# [About this task]
All lines holding the word "Intermediate" should be located in the records and copied.

# [Data provided]
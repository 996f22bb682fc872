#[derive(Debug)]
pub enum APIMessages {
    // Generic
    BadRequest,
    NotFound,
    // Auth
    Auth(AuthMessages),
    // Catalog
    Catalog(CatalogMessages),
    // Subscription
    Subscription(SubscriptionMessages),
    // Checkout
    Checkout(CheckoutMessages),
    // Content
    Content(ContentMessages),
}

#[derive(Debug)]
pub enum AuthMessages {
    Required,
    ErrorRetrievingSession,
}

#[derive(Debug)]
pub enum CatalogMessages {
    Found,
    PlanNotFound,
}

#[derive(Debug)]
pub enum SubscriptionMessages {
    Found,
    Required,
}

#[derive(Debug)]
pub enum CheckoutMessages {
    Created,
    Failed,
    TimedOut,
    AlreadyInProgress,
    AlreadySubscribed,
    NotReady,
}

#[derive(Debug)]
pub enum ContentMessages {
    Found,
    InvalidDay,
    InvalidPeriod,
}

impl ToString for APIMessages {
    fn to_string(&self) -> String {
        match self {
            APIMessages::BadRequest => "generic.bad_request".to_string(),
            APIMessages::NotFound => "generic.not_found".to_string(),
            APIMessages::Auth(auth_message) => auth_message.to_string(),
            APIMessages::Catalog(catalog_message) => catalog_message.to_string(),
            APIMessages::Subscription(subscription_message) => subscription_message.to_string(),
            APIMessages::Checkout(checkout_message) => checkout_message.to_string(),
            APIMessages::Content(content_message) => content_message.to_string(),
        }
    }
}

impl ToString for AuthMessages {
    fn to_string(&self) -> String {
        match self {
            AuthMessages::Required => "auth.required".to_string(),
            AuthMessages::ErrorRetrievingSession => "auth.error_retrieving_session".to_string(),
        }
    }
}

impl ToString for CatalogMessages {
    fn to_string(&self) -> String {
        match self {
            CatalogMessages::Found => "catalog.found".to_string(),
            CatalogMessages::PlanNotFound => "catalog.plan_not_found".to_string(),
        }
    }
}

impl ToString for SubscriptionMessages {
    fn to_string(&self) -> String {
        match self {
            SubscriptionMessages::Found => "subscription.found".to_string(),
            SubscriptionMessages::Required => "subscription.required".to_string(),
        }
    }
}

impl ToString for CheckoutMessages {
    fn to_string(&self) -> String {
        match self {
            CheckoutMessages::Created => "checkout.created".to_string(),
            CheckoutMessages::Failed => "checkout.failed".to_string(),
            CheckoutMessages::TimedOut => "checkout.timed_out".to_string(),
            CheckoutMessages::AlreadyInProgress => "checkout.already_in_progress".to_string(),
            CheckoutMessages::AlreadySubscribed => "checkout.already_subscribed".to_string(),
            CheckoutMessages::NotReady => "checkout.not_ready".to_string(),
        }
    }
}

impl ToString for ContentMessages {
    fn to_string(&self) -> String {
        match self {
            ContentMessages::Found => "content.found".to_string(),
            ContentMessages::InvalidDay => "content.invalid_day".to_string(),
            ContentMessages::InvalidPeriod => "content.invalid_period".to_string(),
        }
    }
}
---
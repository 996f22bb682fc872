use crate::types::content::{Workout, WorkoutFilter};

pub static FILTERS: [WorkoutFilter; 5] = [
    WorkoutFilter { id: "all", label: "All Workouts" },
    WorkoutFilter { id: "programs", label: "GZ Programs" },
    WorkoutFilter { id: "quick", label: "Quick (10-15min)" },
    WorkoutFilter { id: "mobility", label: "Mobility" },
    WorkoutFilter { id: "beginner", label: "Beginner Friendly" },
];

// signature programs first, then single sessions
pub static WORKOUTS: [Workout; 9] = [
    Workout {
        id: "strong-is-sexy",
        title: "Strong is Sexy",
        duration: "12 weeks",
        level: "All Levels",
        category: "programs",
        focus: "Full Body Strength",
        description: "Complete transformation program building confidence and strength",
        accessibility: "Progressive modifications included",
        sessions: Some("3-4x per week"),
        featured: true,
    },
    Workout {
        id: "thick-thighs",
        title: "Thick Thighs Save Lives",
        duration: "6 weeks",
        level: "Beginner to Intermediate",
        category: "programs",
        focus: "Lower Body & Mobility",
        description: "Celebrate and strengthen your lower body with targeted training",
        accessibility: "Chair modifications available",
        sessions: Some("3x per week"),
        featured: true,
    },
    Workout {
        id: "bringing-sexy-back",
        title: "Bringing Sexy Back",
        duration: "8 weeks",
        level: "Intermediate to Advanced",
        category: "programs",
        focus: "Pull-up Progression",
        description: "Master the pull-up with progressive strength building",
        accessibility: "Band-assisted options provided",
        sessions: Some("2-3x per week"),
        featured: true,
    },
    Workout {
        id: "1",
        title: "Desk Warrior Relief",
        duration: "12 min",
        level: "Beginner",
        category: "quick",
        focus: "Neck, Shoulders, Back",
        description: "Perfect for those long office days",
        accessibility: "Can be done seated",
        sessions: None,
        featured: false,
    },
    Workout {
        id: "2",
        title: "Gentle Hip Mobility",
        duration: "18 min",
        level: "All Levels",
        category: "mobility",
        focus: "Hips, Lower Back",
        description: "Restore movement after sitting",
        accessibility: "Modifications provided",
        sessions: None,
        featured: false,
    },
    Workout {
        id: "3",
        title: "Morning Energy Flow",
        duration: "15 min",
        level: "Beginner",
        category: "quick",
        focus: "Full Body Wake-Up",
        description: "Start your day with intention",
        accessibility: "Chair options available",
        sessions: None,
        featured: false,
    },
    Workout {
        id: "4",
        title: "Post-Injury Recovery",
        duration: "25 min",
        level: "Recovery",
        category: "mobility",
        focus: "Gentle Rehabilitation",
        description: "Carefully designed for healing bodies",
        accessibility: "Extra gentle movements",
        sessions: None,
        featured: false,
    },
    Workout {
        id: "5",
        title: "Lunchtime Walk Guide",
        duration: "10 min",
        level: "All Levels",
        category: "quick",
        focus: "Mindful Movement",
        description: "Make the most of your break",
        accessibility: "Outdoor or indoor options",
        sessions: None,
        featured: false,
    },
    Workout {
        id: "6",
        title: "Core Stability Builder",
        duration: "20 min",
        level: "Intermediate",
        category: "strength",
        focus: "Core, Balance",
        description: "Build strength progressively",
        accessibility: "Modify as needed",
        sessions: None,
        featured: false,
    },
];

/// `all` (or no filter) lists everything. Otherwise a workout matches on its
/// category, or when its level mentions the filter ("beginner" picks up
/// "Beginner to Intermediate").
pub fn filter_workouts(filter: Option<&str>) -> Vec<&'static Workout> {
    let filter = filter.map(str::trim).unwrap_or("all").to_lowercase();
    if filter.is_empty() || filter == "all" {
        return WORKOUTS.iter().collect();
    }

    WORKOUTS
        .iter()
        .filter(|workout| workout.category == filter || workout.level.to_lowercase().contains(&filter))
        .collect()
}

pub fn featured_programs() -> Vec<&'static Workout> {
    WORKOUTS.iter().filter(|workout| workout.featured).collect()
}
---
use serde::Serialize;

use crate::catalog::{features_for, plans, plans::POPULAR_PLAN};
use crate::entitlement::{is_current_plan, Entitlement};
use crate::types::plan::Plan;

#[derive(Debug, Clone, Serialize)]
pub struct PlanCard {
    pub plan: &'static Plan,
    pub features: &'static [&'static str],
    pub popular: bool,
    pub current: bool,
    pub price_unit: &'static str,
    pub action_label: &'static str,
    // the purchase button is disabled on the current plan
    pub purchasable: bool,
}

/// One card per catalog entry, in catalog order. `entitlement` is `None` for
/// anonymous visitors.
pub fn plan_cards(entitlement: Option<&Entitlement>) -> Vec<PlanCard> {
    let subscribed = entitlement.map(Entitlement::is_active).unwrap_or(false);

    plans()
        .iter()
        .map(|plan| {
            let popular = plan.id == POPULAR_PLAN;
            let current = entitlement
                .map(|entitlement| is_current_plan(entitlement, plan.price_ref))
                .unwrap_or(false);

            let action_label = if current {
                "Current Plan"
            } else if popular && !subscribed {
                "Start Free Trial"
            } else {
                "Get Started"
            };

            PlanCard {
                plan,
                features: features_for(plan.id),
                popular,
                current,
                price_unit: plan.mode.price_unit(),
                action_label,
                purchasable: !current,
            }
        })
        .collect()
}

# [Expected output]
        level: "Beginner to Intermediate",
        level: "Intermediate to Advanced",
        level: "Intermediate",
/// "Beginner to Intermediate").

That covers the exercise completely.